PROBLEM STATEMENT:
In the data that follows, find the line with "一条读段或参考序列：标识、核苷酸字符、可选的 Phred+33 质量串"; transcribe it, every later line up to the one with "pub fn new(id: impl", and that line as well, exactly and with no others.

[Stored items]
..............................

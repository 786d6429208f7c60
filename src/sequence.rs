use serde::{Deserialize, Serialize};

/// 一条读段或参考序列：标识、核苷酸字符、可选的 Phred+33 质量串
#[derive(Debug, Clone, PartialEq, Eq, Serialize, Deserialize)]
pub struct Sequence {
    pub id: String,
    pub characters: Vec<u8>,
    pub quality: Option<Vec<u8>>,
}

impl Sequence {
    pub fn new(id: impl Into<String>, characters: impl Into<Vec<u8>>) -> Self {
        Self { id: id.into(), characters: characters.into(), quality: None }
    }

    pub fn with_quality(id: impl Into<String>, characters: impl Into<Vec<u8>>, quality: impl Into<Vec<u8>>) -> Self {
        Self { id: id.into(), characters: characters.into(), quality: Some(quality.into()) }
    }

    pub fn len(&self) -> usize {
        self.characters.len()
    }

    pub fn is_empty(&self) -> bool {
        self.characters.is_empty()
    }

    pub fn text(&self) -> String {
        String::from_utf8_lossy(&self.characters).into_owned()
    }
}

/// 一对 mate 读段；`index` 为输入中的序号（从 0 开始）
#[derive(Debug, Clone)]
pub struct ReadPair {
    pub index: u64,
    pub r1: Sequence,
    pub r2: Sequence,
}

/// 去掉 mate 标识中常见的 `/1`、`/2` 后缀
pub fn pair_base_id(id: &str) -> &str {
    id.strip_suffix("/1")
        .or_else(|| id.strip_suffix("/2"))
        .unwrap_or(id)
}

#[cfg(test)]
mod tests {
    use super::*;

    #[test]
    fn mate_suffixes_are_stripped() {
        assert_eq!(pair_base_id("read7/1"), "read7");
        assert_eq!(pair_base_id("read7/2"), "read7");
        assert_eq!(pair_base_id("read7"), "read7");
        assert_eq!(pair_base_id("read7/3"), "read7/3");
    }
}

..............................

SOLUTION BELOW:
/// 一条读段或参考序列：标识、核苷酸字符、可选的 Phred+33 质量串
#[derive(Debug, Clone, PartialEq, Eq, Serialize, Deserialize)]
pub struct Sequence {
    pub id: String,
    pub characters: Vec<u8>,
    pub quality: Option<Vec<u8>>,
}

impl Sequence {
    pub fn new(id: impl Into<String>, characters: impl Into<Vec<u8>>) -> Self {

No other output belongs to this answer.